== Directions ==
Read the data below line by line and copy each one with "retrying" in it.

== Data provided ==

####

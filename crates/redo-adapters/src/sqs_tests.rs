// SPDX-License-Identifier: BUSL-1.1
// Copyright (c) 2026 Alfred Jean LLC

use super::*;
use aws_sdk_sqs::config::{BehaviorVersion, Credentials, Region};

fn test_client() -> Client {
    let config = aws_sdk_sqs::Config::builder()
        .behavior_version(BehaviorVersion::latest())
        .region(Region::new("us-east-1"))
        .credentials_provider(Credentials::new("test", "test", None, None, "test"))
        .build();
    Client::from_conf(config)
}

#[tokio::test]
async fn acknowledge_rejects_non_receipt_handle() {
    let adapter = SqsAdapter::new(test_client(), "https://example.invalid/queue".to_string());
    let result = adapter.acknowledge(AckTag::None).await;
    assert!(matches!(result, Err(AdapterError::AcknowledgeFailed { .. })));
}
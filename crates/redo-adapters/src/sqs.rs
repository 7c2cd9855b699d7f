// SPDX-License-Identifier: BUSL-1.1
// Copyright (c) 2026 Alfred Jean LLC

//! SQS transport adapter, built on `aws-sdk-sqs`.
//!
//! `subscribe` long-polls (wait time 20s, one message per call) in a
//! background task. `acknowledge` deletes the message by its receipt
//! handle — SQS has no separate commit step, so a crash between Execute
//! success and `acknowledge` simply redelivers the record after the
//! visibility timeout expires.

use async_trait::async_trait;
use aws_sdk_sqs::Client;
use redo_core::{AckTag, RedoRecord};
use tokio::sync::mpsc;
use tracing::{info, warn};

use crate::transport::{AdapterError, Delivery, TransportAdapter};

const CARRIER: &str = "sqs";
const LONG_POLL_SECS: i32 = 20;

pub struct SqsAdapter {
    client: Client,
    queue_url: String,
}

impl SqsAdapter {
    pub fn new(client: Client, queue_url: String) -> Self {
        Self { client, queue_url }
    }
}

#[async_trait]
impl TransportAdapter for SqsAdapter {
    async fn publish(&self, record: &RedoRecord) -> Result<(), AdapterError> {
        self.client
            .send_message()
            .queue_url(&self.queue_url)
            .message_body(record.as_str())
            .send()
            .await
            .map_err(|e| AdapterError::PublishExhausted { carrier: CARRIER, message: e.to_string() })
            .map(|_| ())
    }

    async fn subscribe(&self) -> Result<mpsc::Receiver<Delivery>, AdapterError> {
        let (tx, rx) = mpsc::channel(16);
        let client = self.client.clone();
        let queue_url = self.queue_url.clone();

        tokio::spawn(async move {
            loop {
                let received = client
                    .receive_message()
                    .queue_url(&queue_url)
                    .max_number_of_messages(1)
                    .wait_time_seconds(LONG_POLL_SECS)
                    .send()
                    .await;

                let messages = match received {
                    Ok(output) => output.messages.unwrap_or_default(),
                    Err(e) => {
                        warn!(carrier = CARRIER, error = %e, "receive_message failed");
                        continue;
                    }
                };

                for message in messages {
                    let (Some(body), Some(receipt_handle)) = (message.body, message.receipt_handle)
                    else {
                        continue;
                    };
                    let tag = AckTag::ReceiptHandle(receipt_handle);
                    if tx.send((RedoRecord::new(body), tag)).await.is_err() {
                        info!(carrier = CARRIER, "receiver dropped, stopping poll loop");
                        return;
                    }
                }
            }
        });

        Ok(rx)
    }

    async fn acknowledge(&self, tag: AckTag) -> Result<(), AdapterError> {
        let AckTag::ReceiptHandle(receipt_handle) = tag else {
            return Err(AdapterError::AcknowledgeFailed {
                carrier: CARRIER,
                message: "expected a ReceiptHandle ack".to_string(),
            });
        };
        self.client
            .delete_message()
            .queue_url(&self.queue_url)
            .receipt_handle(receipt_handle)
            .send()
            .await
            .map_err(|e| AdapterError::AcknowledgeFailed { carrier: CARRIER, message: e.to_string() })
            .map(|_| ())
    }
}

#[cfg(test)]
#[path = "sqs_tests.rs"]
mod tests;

####

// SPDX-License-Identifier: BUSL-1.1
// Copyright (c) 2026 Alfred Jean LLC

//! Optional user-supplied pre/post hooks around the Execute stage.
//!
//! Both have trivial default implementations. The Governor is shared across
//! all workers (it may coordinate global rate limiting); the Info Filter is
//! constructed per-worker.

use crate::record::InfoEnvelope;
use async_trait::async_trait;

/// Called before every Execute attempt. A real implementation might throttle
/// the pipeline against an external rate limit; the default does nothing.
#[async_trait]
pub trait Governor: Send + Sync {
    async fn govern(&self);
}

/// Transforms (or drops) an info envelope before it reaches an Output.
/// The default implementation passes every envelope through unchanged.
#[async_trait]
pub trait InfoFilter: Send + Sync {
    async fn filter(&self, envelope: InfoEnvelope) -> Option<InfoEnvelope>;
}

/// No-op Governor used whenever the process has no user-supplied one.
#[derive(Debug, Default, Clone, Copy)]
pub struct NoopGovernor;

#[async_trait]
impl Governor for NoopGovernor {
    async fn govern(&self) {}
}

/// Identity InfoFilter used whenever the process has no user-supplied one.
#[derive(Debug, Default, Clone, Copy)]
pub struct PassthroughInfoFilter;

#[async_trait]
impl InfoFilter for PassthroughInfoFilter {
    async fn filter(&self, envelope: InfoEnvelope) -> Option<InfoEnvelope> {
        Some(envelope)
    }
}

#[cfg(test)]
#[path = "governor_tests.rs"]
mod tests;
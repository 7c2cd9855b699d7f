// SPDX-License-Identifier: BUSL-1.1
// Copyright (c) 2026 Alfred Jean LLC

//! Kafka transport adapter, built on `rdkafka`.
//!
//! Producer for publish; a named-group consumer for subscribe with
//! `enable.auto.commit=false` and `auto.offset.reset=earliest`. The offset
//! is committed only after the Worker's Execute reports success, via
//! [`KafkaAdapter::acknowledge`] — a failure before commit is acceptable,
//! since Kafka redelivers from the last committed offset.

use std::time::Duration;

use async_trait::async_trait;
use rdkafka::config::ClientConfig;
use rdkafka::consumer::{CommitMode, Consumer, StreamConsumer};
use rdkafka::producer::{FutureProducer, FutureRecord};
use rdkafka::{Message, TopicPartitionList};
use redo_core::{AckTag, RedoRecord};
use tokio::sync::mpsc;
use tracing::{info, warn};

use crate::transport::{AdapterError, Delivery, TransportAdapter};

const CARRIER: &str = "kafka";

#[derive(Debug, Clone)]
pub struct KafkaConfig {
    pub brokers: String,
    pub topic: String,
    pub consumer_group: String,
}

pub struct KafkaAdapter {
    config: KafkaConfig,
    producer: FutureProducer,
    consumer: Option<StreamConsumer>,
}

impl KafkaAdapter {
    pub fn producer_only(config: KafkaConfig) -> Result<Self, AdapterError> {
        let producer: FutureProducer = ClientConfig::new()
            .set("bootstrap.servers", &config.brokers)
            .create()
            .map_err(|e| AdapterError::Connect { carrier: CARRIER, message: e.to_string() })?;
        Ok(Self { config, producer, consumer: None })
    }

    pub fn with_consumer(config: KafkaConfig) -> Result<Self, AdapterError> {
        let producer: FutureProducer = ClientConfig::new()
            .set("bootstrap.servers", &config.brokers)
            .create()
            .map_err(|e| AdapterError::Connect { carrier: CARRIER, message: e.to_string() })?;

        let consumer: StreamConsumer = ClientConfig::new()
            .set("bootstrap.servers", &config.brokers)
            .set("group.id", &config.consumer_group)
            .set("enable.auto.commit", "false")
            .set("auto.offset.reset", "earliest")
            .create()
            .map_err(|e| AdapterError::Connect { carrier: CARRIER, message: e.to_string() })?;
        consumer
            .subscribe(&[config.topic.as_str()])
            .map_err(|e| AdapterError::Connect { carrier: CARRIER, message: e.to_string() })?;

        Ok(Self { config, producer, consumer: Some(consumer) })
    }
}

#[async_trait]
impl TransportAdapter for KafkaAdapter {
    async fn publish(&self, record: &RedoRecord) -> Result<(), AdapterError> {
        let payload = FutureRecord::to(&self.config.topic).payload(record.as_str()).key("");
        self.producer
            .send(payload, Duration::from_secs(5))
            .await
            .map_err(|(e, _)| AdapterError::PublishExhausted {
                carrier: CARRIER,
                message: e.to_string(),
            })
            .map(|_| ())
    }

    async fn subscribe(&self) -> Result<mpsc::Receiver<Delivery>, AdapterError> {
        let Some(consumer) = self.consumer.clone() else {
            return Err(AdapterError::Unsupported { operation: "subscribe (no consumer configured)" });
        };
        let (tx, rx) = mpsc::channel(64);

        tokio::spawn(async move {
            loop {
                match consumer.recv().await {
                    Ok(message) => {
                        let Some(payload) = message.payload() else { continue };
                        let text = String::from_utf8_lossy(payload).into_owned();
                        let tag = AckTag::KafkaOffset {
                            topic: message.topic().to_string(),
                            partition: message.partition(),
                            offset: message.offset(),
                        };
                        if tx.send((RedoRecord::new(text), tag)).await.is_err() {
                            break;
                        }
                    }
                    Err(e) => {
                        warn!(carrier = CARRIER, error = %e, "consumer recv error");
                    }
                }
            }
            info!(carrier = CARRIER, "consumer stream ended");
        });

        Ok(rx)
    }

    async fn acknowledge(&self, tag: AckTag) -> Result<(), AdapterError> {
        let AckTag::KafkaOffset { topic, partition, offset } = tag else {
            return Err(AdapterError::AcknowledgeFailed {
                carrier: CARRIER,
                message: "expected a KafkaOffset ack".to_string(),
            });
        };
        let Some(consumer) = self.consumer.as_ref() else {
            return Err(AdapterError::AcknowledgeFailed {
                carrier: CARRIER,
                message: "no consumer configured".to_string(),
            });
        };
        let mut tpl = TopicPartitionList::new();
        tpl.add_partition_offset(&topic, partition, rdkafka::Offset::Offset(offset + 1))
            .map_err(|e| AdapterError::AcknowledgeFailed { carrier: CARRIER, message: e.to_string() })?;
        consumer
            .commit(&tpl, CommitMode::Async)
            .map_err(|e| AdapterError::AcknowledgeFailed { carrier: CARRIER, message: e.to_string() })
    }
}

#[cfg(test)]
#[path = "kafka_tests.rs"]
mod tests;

####

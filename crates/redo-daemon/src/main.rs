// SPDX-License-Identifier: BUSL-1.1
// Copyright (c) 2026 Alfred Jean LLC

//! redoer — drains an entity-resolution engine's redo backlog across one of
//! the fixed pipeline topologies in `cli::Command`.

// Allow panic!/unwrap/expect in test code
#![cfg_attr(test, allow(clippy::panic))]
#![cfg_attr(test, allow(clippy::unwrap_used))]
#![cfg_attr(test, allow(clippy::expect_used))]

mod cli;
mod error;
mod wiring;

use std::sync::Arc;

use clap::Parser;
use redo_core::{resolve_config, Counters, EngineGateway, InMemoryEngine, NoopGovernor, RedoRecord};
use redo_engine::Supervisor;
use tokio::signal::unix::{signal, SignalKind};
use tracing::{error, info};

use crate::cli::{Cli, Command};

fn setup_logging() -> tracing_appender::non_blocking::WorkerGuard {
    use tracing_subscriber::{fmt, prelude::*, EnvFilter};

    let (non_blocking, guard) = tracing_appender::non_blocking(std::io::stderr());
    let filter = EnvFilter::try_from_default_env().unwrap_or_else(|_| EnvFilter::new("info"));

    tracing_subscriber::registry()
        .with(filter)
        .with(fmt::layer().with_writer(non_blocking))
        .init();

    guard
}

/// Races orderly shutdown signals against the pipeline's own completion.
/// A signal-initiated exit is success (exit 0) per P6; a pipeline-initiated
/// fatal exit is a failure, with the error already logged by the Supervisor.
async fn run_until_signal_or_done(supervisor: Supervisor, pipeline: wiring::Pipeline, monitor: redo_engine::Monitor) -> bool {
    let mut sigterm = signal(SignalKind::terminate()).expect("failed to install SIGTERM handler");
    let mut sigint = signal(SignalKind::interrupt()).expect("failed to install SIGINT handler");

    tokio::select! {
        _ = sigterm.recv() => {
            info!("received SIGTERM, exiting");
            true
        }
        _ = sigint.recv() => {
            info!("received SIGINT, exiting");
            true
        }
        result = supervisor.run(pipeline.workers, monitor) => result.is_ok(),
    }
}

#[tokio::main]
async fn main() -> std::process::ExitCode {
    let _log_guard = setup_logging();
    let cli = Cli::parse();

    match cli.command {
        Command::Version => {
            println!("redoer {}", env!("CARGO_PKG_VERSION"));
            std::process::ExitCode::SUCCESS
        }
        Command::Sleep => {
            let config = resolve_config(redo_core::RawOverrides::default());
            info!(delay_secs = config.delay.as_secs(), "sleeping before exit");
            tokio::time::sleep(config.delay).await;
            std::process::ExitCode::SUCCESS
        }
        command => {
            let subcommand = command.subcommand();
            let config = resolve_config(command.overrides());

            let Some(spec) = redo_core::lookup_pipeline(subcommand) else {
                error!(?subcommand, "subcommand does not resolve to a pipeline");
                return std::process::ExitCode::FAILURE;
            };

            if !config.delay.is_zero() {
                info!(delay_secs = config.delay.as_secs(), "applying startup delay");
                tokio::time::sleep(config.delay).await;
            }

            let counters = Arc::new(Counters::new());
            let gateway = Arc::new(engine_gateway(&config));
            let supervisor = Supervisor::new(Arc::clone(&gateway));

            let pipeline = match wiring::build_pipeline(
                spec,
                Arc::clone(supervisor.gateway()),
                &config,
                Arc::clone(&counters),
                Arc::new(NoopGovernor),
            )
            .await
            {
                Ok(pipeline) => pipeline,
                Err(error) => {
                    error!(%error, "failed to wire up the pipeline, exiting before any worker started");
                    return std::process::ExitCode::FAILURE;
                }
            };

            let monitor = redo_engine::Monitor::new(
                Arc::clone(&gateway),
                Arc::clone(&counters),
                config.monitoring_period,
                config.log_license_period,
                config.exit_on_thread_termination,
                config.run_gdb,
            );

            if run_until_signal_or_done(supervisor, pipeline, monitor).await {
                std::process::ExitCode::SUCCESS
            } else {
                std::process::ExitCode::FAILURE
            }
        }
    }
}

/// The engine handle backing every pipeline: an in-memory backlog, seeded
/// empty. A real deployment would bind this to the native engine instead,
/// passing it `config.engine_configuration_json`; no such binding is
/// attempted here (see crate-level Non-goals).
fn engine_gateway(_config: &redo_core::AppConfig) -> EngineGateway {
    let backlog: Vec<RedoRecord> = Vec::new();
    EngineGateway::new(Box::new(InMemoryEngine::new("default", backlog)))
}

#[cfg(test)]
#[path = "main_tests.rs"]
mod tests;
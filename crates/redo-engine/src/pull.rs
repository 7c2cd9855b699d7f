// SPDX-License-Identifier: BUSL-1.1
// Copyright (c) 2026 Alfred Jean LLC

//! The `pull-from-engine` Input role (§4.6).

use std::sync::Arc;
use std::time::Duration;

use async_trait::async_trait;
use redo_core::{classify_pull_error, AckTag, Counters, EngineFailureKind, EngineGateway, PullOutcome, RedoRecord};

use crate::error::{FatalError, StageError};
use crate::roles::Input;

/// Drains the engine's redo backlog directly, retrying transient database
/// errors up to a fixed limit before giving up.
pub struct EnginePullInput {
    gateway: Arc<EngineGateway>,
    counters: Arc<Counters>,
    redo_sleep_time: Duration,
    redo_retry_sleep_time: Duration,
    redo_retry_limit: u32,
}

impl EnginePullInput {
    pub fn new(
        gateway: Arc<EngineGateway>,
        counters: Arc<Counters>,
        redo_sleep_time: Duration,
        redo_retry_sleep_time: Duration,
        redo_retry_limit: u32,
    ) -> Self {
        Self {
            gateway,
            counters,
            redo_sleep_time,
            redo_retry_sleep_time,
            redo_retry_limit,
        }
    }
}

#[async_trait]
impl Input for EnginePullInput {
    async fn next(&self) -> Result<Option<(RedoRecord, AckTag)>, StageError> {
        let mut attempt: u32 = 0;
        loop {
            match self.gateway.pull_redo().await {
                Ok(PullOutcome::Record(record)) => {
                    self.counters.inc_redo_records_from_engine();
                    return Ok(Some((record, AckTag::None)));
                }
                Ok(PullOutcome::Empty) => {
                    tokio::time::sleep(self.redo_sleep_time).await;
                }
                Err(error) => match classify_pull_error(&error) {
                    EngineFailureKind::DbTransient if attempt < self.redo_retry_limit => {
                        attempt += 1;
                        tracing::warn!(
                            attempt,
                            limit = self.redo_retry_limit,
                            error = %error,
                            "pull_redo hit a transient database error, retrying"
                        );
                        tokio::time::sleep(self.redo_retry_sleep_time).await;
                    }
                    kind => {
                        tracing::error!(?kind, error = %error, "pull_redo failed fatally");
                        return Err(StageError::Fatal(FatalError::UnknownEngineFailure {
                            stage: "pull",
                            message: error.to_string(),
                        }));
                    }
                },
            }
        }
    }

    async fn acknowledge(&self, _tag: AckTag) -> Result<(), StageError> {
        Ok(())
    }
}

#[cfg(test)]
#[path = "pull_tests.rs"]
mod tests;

####

== Exercise response ==
/// Drains the engine's redo backlog directly, retrying transient database
                            "pull_redo hit a transient database error, retrying"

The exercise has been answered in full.